【2月2日 AFP】ファストフード大手マクドナルド(McDonalds)の旧ソ連1号店となるモスクワ(Moscow)の店舗が1日、開店20周年を祝う記念イベントを行った。

 モスクワのプーシキン広場(Pushkin Square)に面した同店では、マクドナルドの当時の幹部が会見し、当時外界の情報に飢えていたソ連国民の間で一大センセーションを巻き起こし、冷戦終結の先触れとも位置づけられた1990年1月31日の開店について振り返った。

 マクドナルド・ロシア(McDonalds Russia)の創始者ジョージ・コーホン(George Cohon)氏(72)は、「開店前夜には、来店者が1人もいないという悪夢を見た」と言うが、ふたを開けてみると、極寒の中、開店前から5000人余りが列を作った。当時「グローバリゼーションのアイコン的存在で米国文化帝国主義の象徴」とも目されていたマクドナルドを経験した人は、その日1日だけで3万人を超えたという。

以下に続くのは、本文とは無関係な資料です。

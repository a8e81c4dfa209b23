//! The final artifact: one self-contained JSON document handed to the
//! external executor.
//!
//! Wire shape (camelCase timing fields, lowercase agent names):
//!
//! ```json
//! {
//!   "session": {
//!     "title": "...", "duration": 600, "theme": "...", "difficulty": "beginner",
//!     "segments": [
//!       { "id": "opening", "name": "Opening", "type": "opening",
//!         "startTime": 0.0, "endTime": 30.0, "duration": 30.0,
//!         "actions": [
//!           { "agent": "voice", "action": "speak",
//!             "timing": { "start": 0.0, "duration": 8.0 },
//!             "parameters": { "text": "Welcome." } }
//!         ] }
//!     ]
//!   }
//! }
//! ```

use serde::{Deserialize, Serialize};
use serde_json::{Map, Value};
use std::fmt;
use std::str::FromStr;

use super::structure::{Difficulty, SegmentType};
use super::timing::{ActionType, AgentKind};

/// Recognized kinds of timer silence.
#[derive(Debug, Clone, Copy, PartialEq, Eq, Serialize, Deserialize)]
#[serde(rename_all = "lowercase")]
pub enum SilenceKind {
    Reflection,
    Rest,
    Transition,
}

impl SilenceKind {
    pub fn as_str(&self) -> &'static str {
        match self {
            Self::Reflection => "reflection",
            Self::Rest => "rest",
            Self::Transition => "transition",
        }
    }
}

impl FromStr for SilenceKind {
    type Err = ();

    fn from_str(s: &str) -> Result<Self, Self::Err> {
        match s {
            "reflection" => Ok(Self::Reflection),
            "rest" => Ok(Self::Rest),
            "transition" => Ok(Self::Transition),
            _ => Err(()),
        }
    }
}

impl fmt::Display for SilenceKind {
    fn fmt(&self, f: &mut fmt::Formatter<'_>) -> fmt::Result {
        f.write_str(self.as_str())
    }
}

/// When an action plays, relative to session start.
#[derive(Debug, Clone, Copy, PartialEq, Serialize, Deserialize)]
pub struct ActionTiming {
    pub start: f64,
    pub duration: f64,
}

/// One executable action addressed to an executor agent.
#[derive(Debug, Clone, Serialize, Deserialize)]
pub struct Action {
    pub agent: AgentKind,
    pub action: ActionType,
    pub timing: ActionTiming,
    #[serde(default)]
    pub parameters: Map<String, Value>,
}

impl Action {
    /// Fetch a parameter as a non-empty string, if present.
    pub fn string_parameter(&self, key: &str) -> Option<&str> {
        self.parameters
            .get(key)
            .and_then(Value::as_str)
            .filter(|s| !s.trim().is_empty())
    }

    /// Fetch a parameter as a finite number, if present.
    pub fn number_parameter(&self, key: &str) -> Option<f64> {
        self.parameters
            .get(key)
            .and_then(Value::as_f64)
            .filter(|n| n.is_finite())
    }
}

/// One segment of the final session.
#[derive(Debug, Clone, Serialize, Deserialize)]
#[serde(rename_all = "camelCase")]
pub struct Segment {
    pub id: String,
    pub name: String,
    #[serde(rename = "type")]
    pub segment_type: SegmentType,
    pub start_time: f64,
    pub end_time: f64,
    pub duration: f64,
    pub actions: Vec<Action>,
}

/// Session metadata plus the ordered segments with their action lists.
#[derive(Debug, Clone, Serialize, Deserialize)]
pub struct MeditationSession {
    pub title: String,
    /// Total duration in whole seconds (`duration_minutes * 60`).
    pub duration: u32,
    pub theme: String,
    pub difficulty: Difficulty,
    #[serde(default, skip_serializing_if = "Option::is_none")]
    pub background_music: Option<String>,
    pub segments: Vec<Segment>,
}

/// The boundary artifact: the session wrapped under a `session` key.
#[derive(Debug, Clone, Serialize, Deserialize)]
pub struct SessionDocument {
    pub session: MeditationSession,
}

impl SessionDocument {
    pub fn new(session: MeditationSession) -> Self {
        Self { session }
    }
}
//! An agent: a configured role bound to a language model and a set of
//! deterministic tools.

use std::collections::HashMap;
use std::sync::Arc;

use uuid::Uuid;

use crate::llm::{BaseLLM, ChatMessage, LlmError};
use crate::project::AgentConfig;
use crate::tools::BaseTool;
use crate::utilities::string_utils::interpolate_only;

/// A pipeline agent.
///
/// Role, goal and backstory come from `agents.yaml` and may carry request
/// placeholders; [`Agent::interpolate_inputs`] resolves them before the first
/// call.
#[derive(Debug)]
pub struct Agent {
    pub id: Uuid,
    pub role: String,
    pub goal: String,
    pub backstory: String,
    pub verbose: bool,
    pub tools: Vec<Arc<dyn BaseTool>>,
    llm: Arc<dyn BaseLLM>,
}

impl Agent {
    /// Create an agent from its YAML configuration.
    pub fn from_config(config: &AgentConfig, llm: Arc<dyn BaseLLM>) -> Self {
        Self {
            id: Uuid::new_v4(),
            role: config.role.trim().to_string(),
            goal: config.goal.trim().to_string(),
            backstory: config.backstory.trim().to_string(),
            verbose: false,
            tools: Vec::new(),
            llm,
        }
    }

    pub fn with_tools(mut self, tools: Vec<Arc<dyn BaseTool>>) -> Self {
        self.tools = tools;
        self
    }

    pub fn with_verbose(mut self, verbose: bool) -> Self {
        self.verbose = verbose;
        self
    }

    /// Interpolate request inputs into the role, goal and backstory.
    pub fn interpolate_inputs(&mut self, inputs: &HashMap<String, String>) -> Result<(), String> {
        self.role = interpolate_only(&self.role, inputs)?;
        self.goal = interpolate_only(&self.goal, inputs)?;
        self.backstory = interpolate_only(&self.backstory, inputs)?;
        Ok(())
    }

    /// The role-playing system prompt for this agent.
    pub fn system_prompt(&self) -> String {
        let mut prompt = format!(
            "You are {}.\n{}\nYour personal goal is: {}",
            self.role, self.backstory, self.goal
        );
        if !self.tools.is_empty() {
            prompt.push_str(
                "\nThe results of these deterministic tools are provided to you as context:",
            );
            for tool in &self.tools {
                prompt.push_str(&format!("\n- {}: {}", tool.name(), tool.description()));
            }
        }
        prompt
    }

    /// Run one model call with this agent's persona.
    pub async fn execute(&self, messages: &[ChatMessage]) -> Result<String, LlmError> {
        if self.verbose {
            log::debug!("[Agent:{}] calling {}", self.role, self.llm.model());
        }
        let reply = self.llm.call(messages).await?;
        if self.verbose {
            log::debug!("[Agent:{}] received {} bytes", self.role, reply.len());
        }
        Ok(reply)
    }
}
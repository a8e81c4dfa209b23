//! Conversion of free-form model replies into structured JSON.
//!
//! Language models asked for JSON routinely wrap it in markdown fences or
//! prose. The converter strips that decoration and parses whatever object is
//! left; anything unparseable is a conversion failure the caller treats like
//! any other validation rejection.

use once_cell::sync::Lazy;
use regex::Regex;
use serde_json::Value;
use thiserror::Error;

static CODE_FENCE: Lazy<Regex> =
    Lazy::new(|| Regex::new(r"(?s)```(?:json)?\s*(.*?)```").unwrap());

/// Error raised when a reply cannot be converted to a JSON object.
#[derive(Debug, Clone, Error)]
#[error("{message}")]
pub struct ConverterError {
    pub message: String,
}

impl ConverterError {
    pub fn new(message: impl Into<String>) -> Self {
        Self {
            message: message.into(),
        }
    }
}

/// Extract the JSON object embedded in a model reply.
///
/// Tries, in order: the whole reply, the first fenced code block, and the
/// outermost `{...}` span.
pub fn extract_json(raw: &str) -> Result<Value, ConverterError> {
    let trimmed = raw.trim();
    if let Ok(value) = serde_json::from_str::<Value>(trimmed) {
        return Ok(value);
    }

    if let Some(captures) = CODE_FENCE.captures(trimmed) {
        let fenced = captures[1].trim();
        if let Ok(value) = serde_json::from_str::<Value>(fenced) {
            return Ok(value);
        }
    }

    if let (Some(start), Some(end)) = (trimmed.find('{'), trimmed.rfind('}')) {
        if start < end {
            if let Ok(value) = serde_json::from_str::<Value>(&trimmed[start..=end]) {
                return Ok(value);
            }
        }
    }

    let preview: String = trimmed.chars().take(200).collect();
    Err(ConverterError::new(format!(
        "No valid JSON found in reply: {preview}"
    )))
}
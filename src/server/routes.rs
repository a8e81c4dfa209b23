//! Axum route handlers for the med-crew HTTP server.
//!
//! # Routes
//!
//! - `GET  /health`                — liveness probe
//! - `POST /generate`              — queue a session-generation job
//! - `GET  /status/:job_id`        — job status snapshot
//! - `GET  /status/stream/:job_id` — SSE progress stream with keep-alive
//! - `GET  /result/:job_id`        — finished session document

use std::convert::Infallible;
use std::sync::Arc;
use std::time::Duration;

use axum::{
    extract::{Path, State},
    http::StatusCode,
    response::sse::{Event, KeepAlive, Sse},
    response::IntoResponse,
    routing::{get, post},
    Json, Router,
};
use futures::stream::Stream;
use serde::Serialize;
use serde_json::Value;
use tower_http::cors::CorsLayer;
use uuid::Uuid;

use crate::crew::{GenerationRequest, MeditationCrew};
use crate::llm::BaseLLM;
use crate::project::CrewConfig;
use crate::server::jobs::{JobRegistry, JobStatus};

/// Shared application state for the HTTP server.
#[derive(Clone)]
pub struct AppState {
    pub registry: Arc<JobRegistry>,
    pub config: CrewConfig,
    pub llm: Arc<dyn BaseLLM>,
}

impl AppState {
    /// State over the embedded crew configuration.
    pub fn new(llm: Arc<dyn BaseLLM>) -> Self {
        Self {
            registry: Arc::new(JobRegistry::new()),
            config: CrewConfig::embedded().clone(),
            llm,
        }
    }

    pub fn with_config(mut self, config: CrewConfig) -> Self {
        self.config = config;
        self
    }
}

/// Build the axum router with all routes.
pub fn app_router(state: AppState) -> Router {
    Router::new()
        .route("/health", get(health_handler))
        .route("/generate", post(generate_handler))
        .route("/status/:job_id", get(status_handler))
        .route("/status/stream/:job_id", get(stream_status_handler))
        .route("/result/:job_id", get(result_handler))
        .layer(CorsLayer::permissive())
        .with_state(state)
}

fn not_found(message: &str) -> (StatusCode, Json<Value>) {
    (
        StatusCode::NOT_FOUND,
        Json(serde_json::json!({"error": message})),
    )
}

/// GET /health — liveness probe.
async fn health_handler() -> impl IntoResponse {
    Json(serde_json::json!({
        "status": "ok",
        "version": crate::VERSION,
        "service": "med-crew",
    }))
}

#[derive(Debug, Serialize)]
struct JobTicket {
    job_id: Uuid,
    status: JobStatus,
}

/// POST /generate — queue a generation job and return its ticket.
async fn generate_handler(
    State(state): State<AppState>,
    Json(request): Json<GenerationRequest>,
) -> impl IntoResponse {
    let job_id = state.registry.create();
    tracing::info!(
        %job_id,
        theme = %request.theme,
        duration = request.duration,
        difficulty = %request.difficulty,
        "generation job queued"
    );

    tokio::spawn(run_generation_job(state.clone(), job_id, request));

    (
        StatusCode::ACCEPTED,
        Json(JobTicket {
            job_id,
            status: JobStatus::Queued,
        }),
    )
}

/// Background execution of one generation job.
async fn run_generation_job(state: AppState, job_id: Uuid, request: GenerationRequest) {
    state.registry.start(job_id);

    let registry = Arc::clone(&state.registry);
    let crew = MeditationCrew::new(state.config.clone(), Arc::clone(&state.llm))
        .with_step_callback(move |event| registry.apply_event(job_id, event));

    match crew.kickoff(&request).await {
        Ok(output) => {
            tracing::info!(%job_id, "generation job completed");
            state.registry.complete(job_id, output.session);
        }
        Err(error) => {
            tracing::error!(%job_id, %error, "generation job failed");
            state.registry.fail(job_id, error.to_string());
        }
    }
}

/// GET /status/:job_id — status snapshot.
async fn status_handler(
    State(state): State<AppState>,
    Path(job_id): Path<Uuid>,
) -> Result<impl IntoResponse, (StatusCode, Json<Value>)> {
    state
        .registry
        .status(job_id)
        .map(Json)
        .ok_or_else(|| not_found("Job not found"))
}

/// GET /status/stream/:job_id — SSE progress stream.
///
/// Emits the current progress immediately, then one event per change until
/// the job reaches a terminal state; keep-alive comments flow every few
/// seconds so idle connections stay open.
async fn stream_status_handler(
    State(state): State<AppState>,
    Path(job_id): Path<Uuid>,
) -> Result<Sse<impl Stream<Item = Result<Event, Infallible>>>, (StatusCode, Json<Value>)> {
    let receiver = state
        .registry
        .subscribe(job_id)
        .ok_or_else(|| not_found("Job not found"))?;

    let stream = futures::stream::unfold(
        (Some(receiver), true),
        |(receiver, first)| async move {
            let mut receiver = receiver?;
            if !first && receiver.changed().await.is_err() {
                return None;
            }
            let progress = receiver.borrow_and_update().clone();
            let terminal = progress.status.is_terminal();
            let event = Event::default().json_data(&progress).ok()?;
            let next = if terminal { None } else { Some(receiver) };
            Some((Ok::<_, Infallible>(event), (next, false)))
        },
    );

    Ok(Sse::new(stream).keep_alive(
        KeepAlive::new()
            .interval(Duration::from_secs(5))
            .text("heartbeat"),
    ))
}

/// GET /result/:job_id — the finished session document.
async fn result_handler(
    State(state): State<AppState>,
    Path(job_id): Path<Uuid>,
) -> Result<impl IntoResponse, (StatusCode, Json<Value>)> {
    match state.registry.result(job_id) {
        Some(Some(document)) => Ok(Json(document)),
        Some(None) => Err(not_found("Result not found or not ready yet")),
        None => Err(not_found("Job not found")),
    }
}
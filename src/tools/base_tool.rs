//! Base tool abstraction.
//!
//! Tools are deterministic helpers exposed to the generation agents: their
//! names and descriptions are listed in agent prompts, and the crew invokes
//! them directly to build stage context. Arguments arrive as a JSON map and
//! results leave as a JSON value, so outputs can be embedded in prompts or
//! returned to callers unchanged.

use std::collections::HashMap;
use std::fmt;

use serde_json::Value;
use thiserror::Error;

/// Errors raised by tool execution.
#[derive(Debug, Clone, Error)]
pub enum ToolError {
    #[error("tool '{tool}' is missing required argument '{argument}'")]
    MissingArgument {
        tool: &'static str,
        argument: &'static str,
    },

    #[error("tool '{tool}' argument '{argument}' is invalid: {message}")]
    InvalidArgument {
        tool: &'static str,
        argument: &'static str,
        message: String,
    },
}

/// Abstract base trait for all crew tools.
pub trait BaseTool: Send + Sync + fmt::Debug {
    /// The unique name of the tool that clearly communicates its purpose.
    fn name(&self) -> &str;

    /// Description used to tell the model how/when/why to use the tool.
    fn description(&self) -> &str;

    /// JSON schema for the arguments that the tool accepts.
    fn args_schema(&self) -> Value {
        Value::Object(serde_json::Map::new())
    }

    /// Execute the tool with the given arguments.
    fn run(&self, args: &HashMap<String, Value>) -> Result<Value, ToolError>;
}

/// Fetch a required string argument.
pub(crate) fn string_arg<'a>(
    tool: &'static str,
    args: &'a HashMap<String, Value>,
    name: &'static str,
) -> Result<&'a str, ToolError> {
    args.get(name)
        .and_then(Value::as_str)
        .ok_or(ToolError::MissingArgument {
            tool,
            argument: name,
        })
}

/// Fetch a required finite number argument.
pub(crate) fn number_arg(
    tool: &'static str,
    args: &HashMap<String, Value>,
    name: &'static str,
) -> Result<f64, ToolError> {
    let value = args
        .get(name)
        .and_then(Value::as_f64)
        .ok_or(ToolError::MissingArgument {
            tool,
            argument: name,
        })?;
    if !value.is_finite() {
        return Err(ToolError::InvalidArgument {
            tool,
            argument: name,
            message: "must be a finite number".into(),
        });
    }
    Ok(value)
}
//! Request and response values exchanged with the transport.
//!
//! # Design
//! `HttpRequest` is plain data: the executor reads it but never mutates it
//! once dispatched, and each request carries its own `TransportConfig` so
//! no session is ever shared between calls. `RawResponse` is built when the
//! headers arrive and only gains its byte buffer at completion, at which
//! point it is handed to the caller and no longer changes.
//!
//! Headers use owned `(String, String)` pairs so values stay independent of
//! any particular transport's header types.

use std::collections::HashSet;
use std::time::Duration;

use bytes::Bytes;
use serde::{Deserialize, Serialize};
use serde_json::{Map, Value};

use crate::timeline::ClockTimeline;

/// HTTP method for a request.
#[derive(Debug, Clone, Copy, PartialEq, Eq, Hash, Serialize, Deserialize)]
#[serde(rename_all = "UPPERCASE")]
pub enum HttpMethod {
    Get,
    Post,
    Put,
    Patch,
    Delete,
}

impl HttpMethod {
    pub fn as_str(&self) -> &'static str {
        match self {
            HttpMethod::Get => "GET",
            HttpMethod::Post => "POST",
            HttpMethod::Put => "PUT",
            HttpMethod::Patch => "PATCH",
            HttpMethod::Delete => "DELETE",
        }
    }

    /// Whether URL-encoded parameters travel in the query string rather
    /// than in a form body.
    pub fn params_in_query(&self) -> bool {
        matches!(self, HttpMethod::Get | HttpMethod::Delete)
    }
}

impl std::fmt::Display for HttpMethod {
    fn fmt(&self, f: &mut std::fmt::Formatter<'_>) -> std::fmt::Result {
        f.write_str(self.as_str())
    }
}

/// How request parameters are encoded on the wire.
#[derive(Debug, Clone, Copy, Default, PartialEq, Eq, Serialize, Deserialize)]
#[serde(rename_all = "snake_case")]
pub enum ParamEncoding {
    #[default]
    UrlEncoded,
    JsonBody,
}

/// Per-request transport settings. Every field is optional; unset fields
/// fall back to the transport's own defaults.
#[derive(Debug, Clone, Default, PartialEq, Eq, Serialize, Deserialize)]
#[serde(default)]
pub struct TransportConfig {
    /// Whole-request timeout in milliseconds.
    pub timeout_ms: Option<u64>,
    pub connect_timeout_ms: Option<u64>,
    pub pool_max_idle_per_host: Option<usize>,
    pub user_agent: Option<String>,
}

impl TransportConfig {
    pub fn timeout(&self) -> Option<Duration> {
        self.timeout_ms.map(Duration::from_millis)
    }

    pub fn connect_timeout(&self) -> Option<Duration> {
        self.connect_timeout_ms.map(Duration::from_millis)
    }
}

/// An HTTP request described as plain data.
#[derive(Debug, Clone, PartialEq)]
pub struct HttpRequest {
    pub method: HttpMethod,
    pub url: String,
    pub headers: Vec<(String, String)>,
    pub params: Map<String, Value>,
    pub encoding: ParamEncoding,
    /// Statuses treated as failures regardless of the body.
    pub rejected_statuses: HashSet<u16>,
    pub transport: TransportConfig,
}

impl HttpRequest {
    pub fn new(method: HttpMethod, url: impl Into<String>) -> Self {
        Self {
            method,
            url: url.into(),
            headers: Vec::new(),
            params: Map::new(),
            encoding: ParamEncoding::default(),
            rejected_statuses: HashSet::new(),
            transport: TransportConfig::default(),
        }
    }

    pub fn get(url: impl Into<String>) -> Self {
        Self::new(HttpMethod::Get, url)
    }

    pub fn post(url: impl Into<String>) -> Self {
        Self::new(HttpMethod::Post, url)
    }

    pub fn header(mut self, name: impl Into<String>, value: impl Into<String>) -> Self {
        self.headers.push((name.into(), value.into()));
        self
    }

    pub fn param(mut self, key: impl Into<String>, value: impl Into<Value>) -> Self {
        self.params.insert(key.into(), value.into());
        self
    }

    pub fn encoding(mut self, encoding: ParamEncoding) -> Self {
        self.encoding = encoding;
        self
    }

    pub fn reject_status(mut self, status: u16) -> Self {
        self.rejected_statuses.insert(status);
        self
    }

    pub fn reject_statuses(mut self, statuses: impl IntoIterator<Item = u16>) -> Self {
        self.rejected_statuses.extend(statuses);
        self
    }

    pub fn transport(mut self, config: TransportConfig) -> Self {
        self.transport = config;
        self
    }
}

/// Status codes whose responses carry no body. Parsing them never touches
/// the byte buffer.
pub const NO_BODY_STATUSES: [u16; 2] = [204, 205];

pub fn is_no_body_status(status: u16) -> bool {
    NO_BODY_STATUSES.contains(&status)
}

/// A response as delivered by the transport, before any typed parsing.
#[derive(Debug, Clone, PartialEq)]
pub struct RawResponse {
    url: String,
    status: u16,
    headers: Vec<(String, String)>,
    body: Option<Bytes>,
    timeline: ClockTimeline,
    rejected_statuses: HashSet<u16>,
}

impl RawResponse {
    pub fn new(url: impl Into<String>, status: u16, headers: Vec<(String, String)>) -> Self {
        Self {
            url: url.into(),
            status,
            headers,
            body: None,
            timeline: ClockTimeline::default(),
            rejected_statuses: HashSet::new(),
        }
    }

    /// Attach the received bytes. An empty buffer leaves the response
    /// without a body.
    pub fn with_body(mut self, body: impl Into<Bytes>) -> Self {
        let body = body.into();
        self.body = (!body.is_empty()).then_some(body);
        self
    }

    pub fn with_timeline(mut self, timeline: ClockTimeline) -> Self {
        self.timeline = timeline;
        self
    }

    pub fn with_rejected_statuses(mut self, statuses: HashSet<u16>) -> Self {
        self.rejected_statuses = statuses;
        self
    }

    pub fn url(&self) -> &str {
        &self.url
    }

    pub fn status(&self) -> u16 {
        self.status
    }

    pub fn headers(&self) -> &[(String, String)] {
        &self.headers
    }

    /// Case-insensitive lookup of the first header named `name`.
    pub fn header(&self, name: &str) -> Option<&str> {
        self.headers
            .iter()
            .find(|(k, _)| k.eq_ignore_ascii_case(name))
            .map(|(_, v)| v.as_str())
    }

    pub fn body(&self) -> Option<&Bytes> {
        self.body.as_ref()
    }

    pub fn timeline(&self) -> &ClockTimeline {
        &self.timeline
    }

    pub fn is_rejected(&self) -> bool {
        self.rejected_statuses.contains(&self.status)
    }

    /// The charset parameter of the `content-type` header, if any.
    pub fn charset(&self) -> Option<String> {
        let content_type = self.header("content-type")?.parse::<mime::Mime>().ok()?;
        content_type
            .get_param(mime::CHARSET)
            .map(|charset| charset.as_str().to_string())
    }
}

/// Renders `headers : status : url`, leaving out the headers when there are
/// none.
impl std::fmt::Display for RawResponse {
    fn fmt(&self, f: &mut std::fmt::Formatter<'_>) -> std::fmt::Result {
        if !self.headers.is_empty() {
            f.write_str("{")?;
            for (i, (name, value)) in self.headers.iter().enumerate() {
                if i > 0 {
                    f.write_str(", ")?;
                }
                write!(f, "{name}: {value}")?;
            }
            f.write_str("} : ")?;
        }
        write!(f, "{} : {}", self.status, self.url)
    }
}
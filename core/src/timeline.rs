//! Request latency instrumentation.
//!
//! # Design
//! A `ClockTimeline` records three monotonic instants: when the task was
//! dispatched, when the response headers arrived, and when the transport
//! signalled completion. Each stamp is written once; later writes are
//! ignored. A stamp never precedes the one before it, so the breakdown
//! durations are always non-negative.

use std::time::{Duration, Instant};

use thiserror::Error;

/// One of the three instants recorded by a `ClockTimeline`.
#[derive(Debug, Clone, Copy, PartialEq, Eq)]
pub enum Stamp {
    Start,
    FirstByte,
    Completion,
}

impl std::fmt::Display for Stamp {
    fn fmt(&self, f: &mut std::fmt::Formatter<'_>) -> std::fmt::Result {
        match self {
            Stamp::Start => write!(f, "start"),
            Stamp::FirstByte => write!(f, "first byte"),
            Stamp::Completion => write!(f, "completion"),
        }
    }
}

#[derive(Debug, Clone, PartialEq, Eq, Error)]
pub enum TimelineError {
    /// The breakdown was requested before every stamp was recorded.
    #[error("timeline incomplete: {0} time not recorded")]
    Incomplete(Stamp),
}

/// Durations derived from a complete timeline.
#[derive(Debug, Clone, Copy, PartialEq, Eq)]
pub struct LatencyBreakdown {
    pub time_to_first_byte: Duration,
    pub body_transfer: Duration,
    pub total: Duration,
}

#[derive(Debug, Clone, Copy, Default, PartialEq, Eq)]
pub struct ClockTimeline {
    start: Option<Instant>,
    first_byte: Option<Instant>,
    completion: Option<Instant>,
}

impl ClockTimeline {
    pub fn new() -> Self {
        Self::default()
    }

    pub fn mark_start(&mut self) {
        self.mark_start_at(Instant::now());
    }

    pub fn mark_first_byte(&mut self) {
        self.mark_first_byte_at(Instant::now());
    }

    pub fn mark_completion(&mut self) {
        self.mark_completion_at(Instant::now());
    }

    pub fn mark_start_at(&mut self, at: Instant) {
        if self.start.is_none() {
            self.start = Some(at);
        }
    }

    /// Record the first-byte instant, clamped so it never precedes `start`.
    pub fn mark_first_byte_at(&mut self, at: Instant) {
        if self.first_byte.is_none() {
            self.first_byte = Some(clamp_after(at, self.start));
        }
    }

    /// Record the completion instant, clamped so it never precedes the
    /// first byte (or `start` when no byte ever arrived).
    pub fn mark_completion_at(&mut self, at: Instant) {
        if self.completion.is_none() {
            self.completion = Some(clamp_after(at, self.first_byte.or(self.start)));
        }
    }

    pub fn start(&self) -> Option<Instant> {
        self.start
    }

    pub fn first_byte(&self) -> Option<Instant> {
        self.first_byte
    }

    pub fn completion(&self) -> Option<Instant> {
        self.completion
    }

    pub fn is_complete(&self) -> bool {
        self.start.is_some() && self.first_byte.is_some() && self.completion.is_some()
    }

    /// Derive the latency breakdown.
    ///
    /// Fails with `TimelineError::Incomplete` naming the first missing stamp
    /// when any of the three instants has not been recorded yet.
    pub fn latency_breakdown(&self) -> Result<LatencyBreakdown, TimelineError> {
        let start = self.start.ok_or(TimelineError::Incomplete(Stamp::Start))?;
        let first_byte = self
            .first_byte
            .ok_or(TimelineError::Incomplete(Stamp::FirstByte))?;
        let completion = self
            .completion
            .ok_or(TimelineError::Incomplete(Stamp::Completion))?;

        Ok(LatencyBreakdown {
            time_to_first_byte: first_byte.duration_since(start),
            body_transfer: completion.duration_since(first_byte),
            total: completion.duration_since(start),
        })
    }
}

fn clamp_after(at: Instant, floor: Option<Instant>) -> Instant {
    match floor {
        Some(floor) if at < floor => floor,
        _ => at,
    }
}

 コーホン氏は、開店許可を取り付けるまでの官僚たちとの長い戦いにも言及した。出店計画は1976年にさかのぼる。当初は、1980年のモスクワ五輪(Moscow Olympics)に間に合わせる予定だったが、1979年のソ連軍アフガニスタン進攻とモスクワ五輪への西側のボイコットにより、計画は後退を余義なくされた。

   「まず最初に、マクドナルドとは何かを説明しなければならなかった」と語るコーホン氏。ソ連への初出店が冷戦終結の一助となったと思うかとの質問には、「そうは思わない。わかっているのは、わたしたちは約束したことを実現し、ソ連における(資本主義の)先駆者になったということだけ」と答えた。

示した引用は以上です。